The Wii owes much of its success to tennis. Wii Sports came with every Wii sold, which means gamers (and everyone else) had a chance to experience motion controls before the term "waggle" was associated with just about everything on the system. Of the games bundled with the system, bowling and tennis were the most popular, and remained, for a long time, one of the most practical applications of the motion technology. It's been years since the Wii's launch, and as of yet no one has been able to top Wii Sports when it comes to tennis. Tiger Woods quickly overtook golf and Punch-Out!! recently dethroned boxing, but tennis remained unscathed. Seeing this missed opportunity, EA has stepped onto the court with EA SPORTS Grand Slam Tennis, hoping to take advantage of the Wii MotionPlus's arrival and create something that wouldn't be possible without the peripheral.

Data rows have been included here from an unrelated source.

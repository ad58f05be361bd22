use std::fmt;
use std::sync::Arc;

use log::debug;
use parking_lot::Mutex;

use crate::core::docset::{BitDocIdSet, DocIdSet};
use crate::core::filter::Filter;
use crate::core::index::IndexReader;
use crate::Result;

type CachedDocs = Option<Arc<dyn DocIdSet>>;

/// Remembers the doc set of the wrapped filter for the latest reader content.
///
/// Only one reader version is kept, a new cache key evicts the previous set.
/// Sets that aren't cacheable are copied into a [`BitDocIdSet`] first.
pub struct CachingWrapperFilter {
    filter: Arc<dyn Filter>,
    cache: Mutex<Option<(u64, CachedDocs)>>,
}

impl CachingWrapperFilter {
    pub fn new(filter: Arc<dyn Filter>) -> Self {
        Self { filter, cache: Mutex::new(None) }
    }

    /// Number of reader versions with a cached set, at most one.
    pub fn cached_readers(&self) -> usize {
        usize::from(self.cache.lock().is_some())
    }

    fn cacheable_docs(&self, reader: &dyn IndexReader) -> Result<CachedDocs> {
        let docs = match self.filter.doc_id_set(reader)? {
            Some(docs) => docs,
            None => return Ok(None),
        };
        if docs.is_cacheable() {
            return Ok(Some(docs));
        }
        match docs.iterator()? {
            Some(mut iterator) => {
                let bits = BitDocIdSet::from_iterator(iterator.as_mut(), reader.max_doc())?;
                Ok(Some(Arc::new(bits)))
            }
            None => Ok(None),
        }
    }
}

impl Filter for CachingWrapperFilter {
    fn doc_id_set(&self, reader: &dyn IndexReader) -> Result<Option<Arc<dyn DocIdSet>>> {
        let key = reader.cache_key();
        if let Some((cached_key, cached)) = self.cache.lock().as_ref() {
            if *cached_key == key {
                debug!("filter cache hit for reader {}", key);
                return Ok(cached.clone());
            }
        }
        // computed without holding the lock, a concurrent miss just computes it twice
        let docs = self.cacheable_docs(reader)?;
        if let Some((stale_key, _)) = self.cache.lock().replace((key, docs.clone())) {
            if stale_key != key {
                debug!("filter cache for reader {} replaced by reader {}", stale_key, key);
            }
        }
        Ok(docs)
    }
}

impl fmt::Debug for CachingWrapperFilter {
    fn fmt(&self, f: &mut fmt::Formatter<'_>) -> fmt::Result {
        f.debug_struct("CachingWrapperFilter").field("filter", &self.filter).finish()
    }
}

impl fmt::Display for CachingWrapperFilter {
    fn fmt(&self, f: &mut fmt::Formatter<'_>) -> fmt::Result {
        write!(f, "CachingWrapperFilter({})", self.filter)
    }
}
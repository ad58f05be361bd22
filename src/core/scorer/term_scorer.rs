use std::sync::Arc;

use crate::common::constants::SCORE_CACHE_SIZE;
use crate::common::{DocId, ScoreType};
use crate::core::docset::DocIdSetIterator;
use crate::core::index::Term;
use crate::core::posting_list::PostingIterator;
use crate::core::scorer::Scorer;
use crate::core::similarity::Similarity;
use crate::core::Explanation;
use crate::Result;

/// Scores the docs of a single term: `tf(freq) * weight * norm`.
pub struct TermScorer<'a> {
    term: Term,
    postings: Box<dyn PostingIterator + 'a>,
    norms: Option<&'a [u8]>,
    similarity: Arc<dyn Similarity>,
    weight_value: f32,
    score_cache: [f32; SCORE_CACHE_SIZE],
}

impl<'a> TermScorer<'a> {
    pub fn new(
        term: Term,
        postings: Box<dyn PostingIterator + 'a>,
        norms: Option<&'a [u8]>,
        similarity: Arc<dyn Similarity>,
        weight_value: f32,
    ) -> Self {
        let mut score_cache = [0f32; SCORE_CACHE_SIZE];
        for (freq, slot) in score_cache.iter_mut().enumerate() {
            *slot = similarity.tf(freq as f32) * weight_value;
        }
        Self { term, postings, norms, similarity, weight_value, score_cache }
    }

    fn norm(&self, doc: DocId) -> f32 {
        match self.norms.and_then(|norms| norms.get(doc as usize)) {
            Some(&norm) => self.similarity.decode_norm(norm),
            None => 1.0,
        }
    }
}

impl<'a> DocIdSetIterator for TermScorer<'a> {
    fn doc_id(&self) -> DocId {
        self.postings.doc_id()
    }

    fn next_doc(&mut self) -> Result<DocId> {
        self.postings.next_doc()
    }

    fn advance(&mut self, target: DocId) -> Result<DocId> {
        self.postings.advance(target)
    }
}

impl<'a> Scorer for TermScorer<'a> {
    fn score(&mut self) -> Result<ScoreType> {
        let freq = self.postings.freq()? as usize;
        let raw = match freq < SCORE_CACHE_SIZE {
            true => self.score_cache[freq],
            false => self.similarity.tf(freq as f32) * self.weight_value,
        };
        Ok(raw * self.norm(self.postings.doc_id()))
    }

    fn explain(&mut self, doc: DocId) -> Result<Explanation> {
        let freq = match self.advance(doc)? == doc {
            true => self.postings.freq()?,
            false => 0,
        };
        Ok(Explanation::new(self.similarity.tf(freq as f32), format!("tf(termFreq({})={})", self.term, freq)))
    }
}

#[cfg(test)]
mod tests {
    use super::*;
    use crate::core::index::{Document, IndexReader, MemoryIndex};
    use crate::core::scorer::test_util::collect_all;
    use crate::core::similarity::DefaultSimilarity;

    fn mock_index() -> MemoryIndex {
        let mut builder = MemoryIndex::builder(Arc::new(DefaultSimilarity::default()));
        builder.add_document(Document::new().with_text("body", "a b c d"));
        builder.add_document(Document::new().with_text("body", "b"));
        // 40 occurrences, beyond the score cache
        builder.add_document(Document::new().with_tokens("body", std::iter::repeat("a").take(40)));
        builder.add_document(Document::new().with_text("body", "a a a a"));
        builder.build()
    }

    fn term_scorer<'a>(index: &'a MemoryIndex, text: &str, weight: f32) -> TermScorer<'a> {
        let term = Term::new("body", text);
        let postings = index.postings(&term).unwrap().unwrap();
        let norms = index.norms("body").unwrap();
        TermScorer::new(term, postings, norms, Arc::new(DefaultSimilarity::default()), weight)
    }

    #[test]
    fn test_scores() {
        let index = mock_index();
        let mut scorer = term_scorer(&index, "a", 2.0);
        let hits = collect_all(&mut scorer);
        assert_eq!(hits.iter().map(|h| h.0).collect::<Vec<_>>(), vec![0, 2, 3]);
        // tf(1) * 2 * norm(4 tokens = 0.5)
        assert_eq!(hits[0].1, 1.0);
        // tf(40) * 2 * decode(encode(1/sqrt(40)))
        let expected = 40f32.sqrt() * 2.0 * DefaultSimilarity::default().decode_norm(index.norms("body").unwrap().unwrap()[2]);
        assert!((hits[1].1 - expected).abs() < 1e-5);
        // tf(4) * 2 * 0.5
        assert_eq!(hits[2].1, 2.0);
    }

    #[test]
    fn test_advance_and_explain() {
        let index = mock_index();
        let mut scorer = term_scorer(&index, "a", 1.0);
        assert_eq!(scorer.advance(1).unwrap(), 2);

        let mut scorer = term_scorer(&index, "a", 1.0);
        let explanation = scorer.explain(3).unwrap();
        assert_eq!(explanation.value(), 2.0);
        assert_eq!(explanation.description(), "tf(termFreq(body:a)=4)");

        let mut scorer = term_scorer(&index, "b", 1.0);
        let explanation = scorer.explain(2).unwrap();
        assert_eq!(explanation.value(), 0.0);
        assert!(!explanation.is_match());
    }
}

Grand Slam Tennis sports an art style that will likely lead many to think it's a casual title. This would be an unwise assumption. Beneath its colorful, characterized appearance lies one of the deepest tennis games ever created. It allows for several different control settings, giving players the option to play with or without the MotionPlus or Nunchuk. Using just the remote, for instance, provides a much more casual experience, letting the AI take over character movement and giving an experience not entirely dissimilar to Wii Sports (though still deeper). Plugging in the MotionPlus is an entirely different experience, blurring the line between gamer and athlete.
Well, the line might not be blurred entirely, but it's definitely much more difficult to play once the peripheral is attached. Instead of simply swinging at the right time, every motion is important. This means an end to mindless waggle, for better or worse. There isn't a tutorial in Grand Slam Tennis, meaning someone who isn't already familiar with the sport or willing to devote time to learning how to play by trial-and-error is going to spend a good amount of time failing. Know how to play tennis? You're looking at the absolute best simulation ever made. Haven't hit the court in some time? Unplug the MotionPlus and prepare to be served. There's great reward for learning how to play, and the sensitivity allowed with MotionPlus is without equal, but don't expect to be blown away at first. It takes practice and patience, making Grand Slam Tennis more of a simulation than other games on the market.

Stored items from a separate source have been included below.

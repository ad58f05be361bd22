mod hit_queue;
mod positive_scores_only;
mod priority_queue;
mod sort;
mod top_docs;
mod top_field_collector;
mod top_score_doc_collector;

pub use hit_queue::{HitOrder, HitQueue};
pub use positive_scores_only::PositiveScoresOnlyCollector;
pub use priority_queue::{HeapOrder, PriorityQueue};
pub use sort::{Sort, SortField, SortFieldType, SortValue};
pub use top_docs::{FieldDoc, ScoreDoc, TopDocs, TopFieldDocs};
pub use top_field_collector::{TopFieldCollector, TopFieldOptions};
pub use top_score_doc_collector::TopScoreDocCollector;

use crate::common::DocId;
use crate::core::scorer::Scorer;
use crate::Result;

/// Receives matching docs from the searcher, one at a time.
pub trait Collector {
    /// `scorer` is positioned on `doc`.
    fn collect(&mut self, doc: DocId, scorer: &mut dyn Scorer) -> Result<()>;

    /// Whether docs may arrive in any order.
    fn accepts_docs_out_of_order(&self) -> bool;
}

impl<C: Collector + ?Sized> Collector for &mut C {
    fn collect(&mut self, doc: DocId, scorer: &mut dyn Scorer) -> Result<()> {
        (**self).collect(doc, scorer)
    }

    fn accepts_docs_out_of_order(&self) -> bool {
        (**self).accepts_docs_out_of_order()
    }
}
use std::path::PathBuf;
use std::str::FromStr;

use log::LevelFilter;
use log4rs::append::console::ConsoleAppender;
use log4rs::append::file::FileAppender;
use log4rs::config::{Appender, Config, Logger, Root};
use log4rs::encode::pattern::PatternEncoder;
use log4rs::filter::threshold::ThresholdFilter;
use log4rs::Handle;
use once_cell::sync::Lazy;
use parking_lot::Mutex;
use thiserror::Error;

use crate::common::constants::CRATE_LOG_TARGET;

const LOG_PATTERN: &str = "{d(%Y-%m-%d %H:%M:%S%.3f)} {l} [{T}] {t} - {m}{n}";
const LOG_FILE_NAME: &str = "lexical_search.log";

/// Keeps the log4rs handle so later calls only swap the config.
static LOG4RS_HANDLE: Lazy<Mutex<Option<Handle>>> = Lazy::new(|| Mutex::new(None));

#[derive(Debug, Error)]
pub enum LoggerError {
    #[error("Invalid log level: '{0}'")]
    InvalidLevel(String),
    #[error("`log_directory` must be set when `log_in_file` is enabled")]
    MissingLogDirectory,
    #[error("Failed to create log appender: '{0}'")]
    AppenderError(#[from] std::io::Error),
    #[error("Failed to build log4rs config: '{0}'")]
    ConfigError(String),
    #[error("Failed to install logger: '{0}'")]
    SetLoggerError(#[from] log::SetLoggerError),
}

#[derive(Debug, Clone)]
pub struct LoggerConfig {
    log_directory: Option<PathBuf>,
    log_level: String,
    log_in_file: bool,
    console_display: bool,
    only_record_crate: bool,
}

impl LoggerConfig {
    pub fn new(
        log_directory: Option<PathBuf>,
        log_level: impl Into<String>,
        log_in_file: bool,
        console_display: bool,
        only_record_crate: bool,
    ) -> Self {
        Self { log_directory, log_level: log_level.into(), log_in_file, console_display, only_record_crate }
    }

    /// Console only logging at the given level.
    pub fn console(log_level: impl Into<String>) -> Self {
        Self::new(None, log_level, false, true, true)
    }

    fn level(&self) -> Result<LevelFilter, LoggerError> {
        LevelFilter::from_str(&self.log_level).map_err(|_| LoggerError::InvalidLevel(self.log_level.clone()))
    }

    pub fn build_logger_config(&self) -> Result<Config, LoggerError> {
        let level = self.level()?;
        let mut appenders: Vec<&str> = Vec::new();
        let mut builder = Config::builder();

        if self.console_display {
            let console = ConsoleAppender::builder()
                .encoder(Box::new(PatternEncoder::new(LOG_PATTERN)))
                .build();
            builder = builder.appender(
                Appender::builder()
                    .filter(Box::new(ThresholdFilter::new(level)))
                    .build("console", Box::new(console)),
            );
            appenders.push("console");
        }

        if self.log_in_file {
            let directory = self.log_directory.as_ref().ok_or(LoggerError::MissingLogDirectory)?;
            let file = FileAppender::builder()
                .encoder(Box::new(PatternEncoder::new(LOG_PATTERN)))
                .build(directory.join(LOG_FILE_NAME))?;
            builder = builder.appender(
                Appender::builder()
                    .filter(Box::new(ThresholdFilter::new(level)))
                    .build("file", Box::new(file)),
            );
            appenders.push("file");
        }

        let config = if self.only_record_crate {
            builder
                .logger(
                    Logger::builder()
                        .appenders(appenders.iter().copied())
                        .additive(false)
                        .build(CRATE_LOG_TARGET, level),
                )
                .build(Root::builder().build(LevelFilter::Off))
        } else {
            builder.build(Root::builder().appenders(appenders.iter().copied()).build(level))
        };
        config.map_err(|e| LoggerError::ConfigError(e.to_string()))
    }
}

pub struct SearchLogger;

impl SearchLogger {
    /// Installs (or re-configures) the global log4rs logger.
    pub fn init(config: &LoggerConfig) -> Result<(), LoggerError> {
        let log4rs_config = config.build_logger_config()?;
        Self::update_log4rs_handler(&LOG4RS_HANDLE, log4rs_config)
    }

    fn update_log4rs_handler(handle: &Mutex<Option<Handle>>, config: Config) -> Result<(), LoggerError> {
        let mut guard = handle.lock();
        match guard.as_ref() {
            Some(existing) => existing.set_config(config),
            None => *guard = Some(log4rs::init_config(config)?),
        }
        Ok(())
    }
}
mod boolean_clause;
mod boolean_query;
mod constant_score_query;
mod match_all_query;
mod phrase_query;
mod prefix_query;
mod term_query;
mod weight;

use std::collections::BTreeSet;
use std::fmt;

use enum_dispatch::enum_dispatch;

pub use boolean_clause::{BooleanClause, Occur};
pub use boolean_query::{BooleanQuery, BooleanWeight};
pub use constant_score_query::{ConstantScoreQuery, ConstantWeight};
pub use match_all_query::{MatchAllDocsQuery, MatchAllWeight};
pub use phrase_query::{PhraseQuery, PhraseWeight};
pub use prefix_query::{PrefixQuery, RewriteMethod};
pub use term_query::{TermQuery, TermWeight};
pub use weight::{Weight, WeightEnum};

use crate::core::index::Term;
use crate::core::searcher::IndexSearcher;
use crate::{Result, SearchError};

/// Behaviour shared by every query type.
#[enum_dispatch]
pub trait QueryNode {
    fn boost(&self) -> f32;

    fn set_boost(&mut self, boost: f32);

    /// Rewrites into queries that can build a weight. Queries with nothing to
    /// rewrite return an equal copy of themselves.
    fn rewrite(&self, searcher: &IndexSearcher<'_>) -> Result<Query>;

    fn create_weight(&self, searcher: &IndexSearcher<'_>) -> Result<WeightEnum>;

    /// Adds the terms this query scores on. Only valid on rewritten queries.
    fn extract_terms(&self, terms: &mut BTreeSet<Term>) -> Result<()>;

    /// Query syntax form. The field prefix is left out for terms of `default_field`.
    fn to_query_string(&self, default_field: &str) -> String;
}

#[enum_dispatch(QueryNode)]
#[derive(Debug, Clone, PartialEq, Eq, Hash)]
pub enum Query {
    Term(TermQuery),
    Phrase(PhraseQuery),
    Boolean(BooleanQuery),
    Prefix(PrefixQuery),
    ConstantScore(ConstantScoreQuery),
    MatchAll(MatchAllDocsQuery),
}

impl Query {
    /// Only multi-term queries pick their rewrite; the others score one fixed way.
    pub fn set_rewrite_method(&mut self, method: RewriteMethod) -> Result<()> {
        match self {
            Query::Prefix(prefix) => {
                prefix.set_rewrite_method(method);
                Ok(())
            }
            other => Err(SearchError::Unsupported(format!("{} has no rewrite method to set", other))),
        }
    }

    pub fn with_boost(mut self, boost: f32) -> Self {
        self.set_boost(boost);
        self
    }
}

impl fmt::Display for Query {
    fn fmt(&self, f: &mut fmt::Formatter<'_>) -> fmt::Result {
        write!(f, "{}", self.to_query_string(""))
    }
}

/// `^boost` suffix, empty for the default boost.
pub(crate) fn boost_suffix(boost: f32) -> String {
    match boost == 1.0 {
        true => String::new(),
        false => format!("^{:?}", boost),
    }
}

/// `field:` prefix unless `field` is the default one.
pub(crate) fn field_prefix(field: &str, default_field: &str) -> String {
    match field == default_field {
        true => String::new(),
        false => format!("{}:", field),
    }
}
use std::fmt;
use std::sync::Arc;

use log::trace;

use crate::core::docset::DocIdSet;
use crate::core::filter::{docs_with_any_term, Filter};
use crate::core::index::{IndexReader, Term};
use crate::Result;

/// Admits docs containing a term that starts with the prefix.
#[derive(Debug, Clone, PartialEq, Eq, Hash)]
pub struct PrefixFilter {
    prefix: Term,
}

impl PrefixFilter {
    pub fn new(prefix: Term) -> Self {
        Self { prefix }
    }

    pub fn prefix(&self) -> &Term {
        &self.prefix
    }

    /// Terms of the reader matching the prefix, in term order.
    pub fn matching_terms(&self, reader: &dyn IndexReader) -> Result<Vec<Term>> {
        let terms: Vec<Term> = reader
            .terms(self.prefix.field())?
            .into_iter()
            .filter(|term| term.text().starts_with(self.prefix.text()))
            .collect();
        trace!("prefix {} expands to {} terms", self.prefix, terms.len());
        Ok(terms)
    }
}

impl Filter for PrefixFilter {
    fn doc_id_set(&self, reader: &dyn IndexReader) -> Result<Option<Arc<dyn DocIdSet>>> {
        docs_with_any_term(reader, &self.matching_terms(reader)?)
    }
}

impl fmt::Display for PrefixFilter {
    fn fmt(&self, f: &mut fmt::Formatter<'_>) -> fmt::Result {
        write!(f, "PrefixFilter({})", self.prefix)
    }
}

#[cfg(test)]
mod tests {
    use super::*;
    use crate::core::filter::test_util::filtered_docs;
    use crate::core::index::{Document, MemoryIndex};
    use crate::core::similarity::DefaultSimilarity;

    #[test]
    fn test_prefix_expansion() {
        let mut builder = MemoryIndex::builder(Arc::new(DefaultSimilarity::default()));
        builder.add_documents(
            ["apple pie", "banana", "apricot jam", "grape"].iter().map(|text| Document::new().with_text("body", text)),
        );
        builder.add_document(Document::new().with_text("title", "apple"));
        let index = builder.build();

        let filter = PrefixFilter::new(Term::new("body", "ap"));
        assert_eq!(filter.matching_terms(&index).unwrap(), vec![Term::new("body", "apple"), Term::new("body", "apricot")]);
        assert_eq!(filtered_docs(&filter, &index), vec![0, 2]);
        assert_eq!(filter.to_string(), "PrefixFilter(body:ap)");
        assert!(PrefixFilter::new(Term::new("body", "kiwi")).doc_id_set(&index).unwrap().is_none());
    }
}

For being the first game in a series, Grand Slam Tennis offers everything that can be expected from a sports title. The problem is, while everything is included, some aspects aren't as fleshed out as they should be. There's a create-a-character option, for instance, but it's pretty weak. The career mode suffers a similar fate, and is more of a tournament than an actual career. Online play is mostly lagless, but it's limited to singles games in exhibition mode, when it should, by all means, allow for doubles. Needless to say, there's some room for improvement in terms of the basic options.
EA's recent crusade against calories bleeds into Grand Slam Tennis a bit, and there are rudimentary calorie burning option in the game. Beyond that, there's an assortment of mini-games, but none are really all too gripping. Usually they put a spotlight one of the game's problems: split-screen camera. From time to time, usually in doubles, the camera will focus on one player and not another, adding massive blind spots to the court. It feels like it should dynamically change and shift depending on the location of the ball, but too often it doesn't, creating massive gameplay issues. Luckily, no one should really care, because few people will spend time with the game's mini-games.

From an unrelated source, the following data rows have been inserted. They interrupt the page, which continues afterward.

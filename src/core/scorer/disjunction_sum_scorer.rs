use crate::common::constants::{NO_MORE_DOCS, UNPOSITIONED_DOC};
use crate::common::{DocId, ScoreType};
use crate::core::collector::{HeapOrder, PriorityQueue};
use crate::core::docset::DocIdSetIterator;
use crate::core::scorer::{Scorer, ScorerEnum};
use crate::{Result, SearchError};

/// Orders sub-scorers by their current doc.
pub struct ScorerDocOrder;

impl<'a> HeapOrder<ScorerEnum<'a>> for ScorerDocOrder {
    fn less_than(&self, a: &ScorerEnum<'a>, b: &ScorerEnum<'a>) -> bool {
        a.doc_id() < b.doc_id()
    }
}

/// Docs matched by at least `minimum_nr_matchers` sub-scorers, scored with
/// the sum of the matching sub-scores.
pub struct DisjunctionSumScorer<'a> {
    queue: PriorityQueue<ScorerEnum<'a>, ScorerDocOrder>,
    minimum_nr_matchers: usize,
    current_doc: DocId,
    current_score: f64,
    nr_matchers: usize,
}

impl<'a> DisjunctionSumScorer<'a> {
    pub fn new(scorers: Vec<ScorerEnum<'a>>, minimum_nr_matchers: usize) -> Result<Self> {
        if minimum_nr_matchers == 0 {
            return Err(SearchError::InvalidArgument("minimum nr of matchers must be positive".to_string()));
        }
        if scorers.len() <= 1 {
            return Err(SearchError::InvalidArgument("a disjunction needs at least 2 sub-scorers".to_string()));
        }
        let mut queue = PriorityQueue::new(scorers.len(), ScorerDocOrder);
        for mut scorer in scorers {
            if scorer.next_doc()? != NO_MORE_DOCS {
                queue.add(scorer);
            }
        }
        Ok(Self { queue, minimum_nr_matchers, current_doc: UNPOSITIONED_DOC, current_score: f64::NAN, nr_matchers: 0 })
    }

    /// Sub-scorers matching the current doc.
    pub fn nr_matchers(&self) -> usize {
        self.nr_matchers
    }

    fn top_doc(&self) -> DocId {
        self.queue.top().map_or(NO_MORE_DOCS, |s| s.doc_id())
    }

    fn top_score(&mut self) -> Result<ScoreType> {
        match self.queue.top_mut() {
            Some(top) => top.score(),
            None => Ok(0.0),
        }
    }

    fn top_next_and_adjust_else_pop(&mut self) -> Result<bool> {
        let top = match self.queue.top_mut() {
            Some(top) => top,
            None => return Ok(false),
        };
        if top.next_doc()? != NO_MORE_DOCS {
            self.queue.update_top();
            return Ok(true);
        }
        self.queue.pop();
        Ok(false)
    }

    fn top_advance_and_adjust_else_pop(&mut self, target: DocId) -> Result<bool> {
        let top = match self.queue.top_mut() {
            Some(top) => top,
            None => return Ok(false),
        };
        if top.advance(target)? != NO_MORE_DOCS {
            self.queue.update_top();
            return Ok(true);
        }
        self.queue.pop();
        Ok(false)
    }

    /// Moves to the next doc with enough matchers, summing the scores on the way.
    /// Returns `false` when no such doc is left.
    fn advance_after_current(&mut self) -> Result<bool> {
        loop {
            self.current_doc = self.top_doc();
            self.current_score = self.top_score()? as f64;
            self.nr_matchers = 1;
            loop {
                if !self.top_next_and_adjust_else_pop()? && self.queue.is_empty() {
                    break;
                }
                if self.top_doc() != self.current_doc {
                    break;
                }
                self.current_score += self.top_score()? as f64;
                self.nr_matchers += 1;
            }

            if self.nr_matchers >= self.minimum_nr_matchers {
                return Ok(true);
            } else if self.queue.size() < self.minimum_nr_matchers {
                return Ok(false);
            }
        }
    }
}

impl<'a> DocIdSetIterator for DisjunctionSumScorer<'a> {
    fn doc_id(&self) -> DocId {
        self.current_doc
    }

    fn next_doc(&mut self) -> Result<DocId> {
        if self.queue.size() < self.minimum_nr_matchers || !self.advance_after_current()? {
            self.current_doc = NO_MORE_DOCS;
        }
        Ok(self.current_doc)
    }

    fn advance(&mut self, target: DocId) -> Result<DocId> {
        if self.queue.size() < self.minimum_nr_matchers {
            self.current_doc = NO_MORE_DOCS;
            return Ok(self.current_doc);
        }
        if target <= self.current_doc {
            return Ok(self.current_doc);
        }
        loop {
            if self.top_doc() >= target {
                if !self.advance_after_current()? {
                    self.current_doc = NO_MORE_DOCS;
                }
                return Ok(self.current_doc);
            } else if !self.top_advance_and_adjust_else_pop(target)? && self.queue.size() < self.minimum_nr_matchers {
                self.current_doc = NO_MORE_DOCS;
                return Ok(self.current_doc);
            }
        }
    }
}

impl<'a> Scorer for DisjunctionSumScorer<'a> {
    fn score(&mut self) -> Result<ScoreType> {
        Ok(self.current_score as ScoreType)
    }
}
use crate::common::constants::{NO_MORE_DOCS, UNPOSITIONED_DOC};
use crate::common::{DocId, ScoreType};
use crate::core::docset::DocIdSetIterator;
use crate::core::index::IndexReader;
use crate::core::scorer::Scorer;
use crate::Result;

/// Gives every doc of an iterator the same score.
pub struct ConstantScorer<'a> {
    iterator: Box<dyn DocIdSetIterator + 'a>,
    score: ScoreType,
}

impl<'a> ConstantScorer<'a> {
    pub fn new(iterator: Box<dyn DocIdSetIterator + 'a>, score: ScoreType) -> Self {
        Self { iterator, score }
    }
}

impl<'a> DocIdSetIterator for ConstantScorer<'a> {
    fn doc_id(&self) -> DocId {
        self.iterator.doc_id()
    }

    fn next_doc(&mut self) -> Result<DocId> {
        self.iterator.next_doc()
    }

    fn advance(&mut self, target: DocId) -> Result<DocId> {
        self.iterator.advance(target)
    }
}

impl<'a> Scorer for ConstantScorer<'a> {
    fn score(&mut self) -> Result<ScoreType> {
        Ok(self.score)
    }
}

/// Every live doc of a reader.
pub struct MatchAllDocsIterator<'a> {
    reader: &'a dyn IndexReader,
    max_doc: DocId,
    doc: DocId,
}

impl<'a> MatchAllDocsIterator<'a> {
    pub fn new(reader: &'a dyn IndexReader) -> Self {
        Self { reader, max_doc: reader.max_doc(), doc: UNPOSITIONED_DOC }
    }

    fn settle(&mut self, mut doc: DocId) -> DocId {
        while doc < self.max_doc && self.reader.is_deleted(doc) {
            doc += 1;
        }
        self.doc = if doc < self.max_doc { doc } else { NO_MORE_DOCS };
        self.doc
    }
}

impl<'a> DocIdSetIterator for MatchAllDocsIterator<'a> {
    fn doc_id(&self) -> DocId {
        self.doc
    }

    fn next_doc(&mut self) -> Result<DocId> {
        if self.doc == NO_MORE_DOCS {
            return Ok(NO_MORE_DOCS);
        }
        Ok(self.settle(self.doc + 1))
    }

    fn advance(&mut self, target: DocId) -> Result<DocId> {
        if self.doc >= target {
            return Ok(self.doc);
        }
        Ok(self.settle(target))
    }
}

#[cfg(test)]
mod tests {
    use super::*;
    use crate::core::index::{Document, MemoryIndex};
    use crate::core::scorer::test_util::collect_all;
    use crate::core::similarity::DefaultSimilarity;
    use std::sync::Arc;

    #[test]
    fn test_match_all_skips_deleted() {
        let mut builder = MemoryIndex::builder(Arc::new(DefaultSimilarity::default()));
        for _ in 0..5 {
            builder.add_document(Document::new().with_text("body", "x"));
        }
        let mut index = builder.build();
        index.delete_document(0).unwrap();
        index.delete_document(3).unwrap();

        let mut scorer = ConstantScorer::new(Box::new(MatchAllDocsIterator::new(&index)), 0.5);
        assert_eq!(collect_all(&mut scorer), vec![(1, 0.5), (2, 0.5), (4, 0.5)]);

        let mut iter = MatchAllDocsIterator::new(&index);
        assert_eq!(iter.advance(3).unwrap(), 4);
        assert_eq!(iter.advance(5).unwrap(), NO_MORE_DOCS);
    }
}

EA SPORTS Grand Slam Tennis is a great offering, and a fantastic first outing for the series. It isn't without fault, however, and isn't the casual experience some hoped it would be. It's deeper than that, which is an uncommon issue for a Wii title, and should provide plenty of gameplay for anyone willing to commit the time and effort into learning how to play with the Wii MotionPlus. Without it, expect something more akin to Wii Sports, but the option to play as some of the best tennis players of the past ten years, which isn't a bad thing either. That same learning-curve that will bring many in might also be a deterrent for others, though, and it's worth finding out which side of the paint you stand on before committing to a purchase.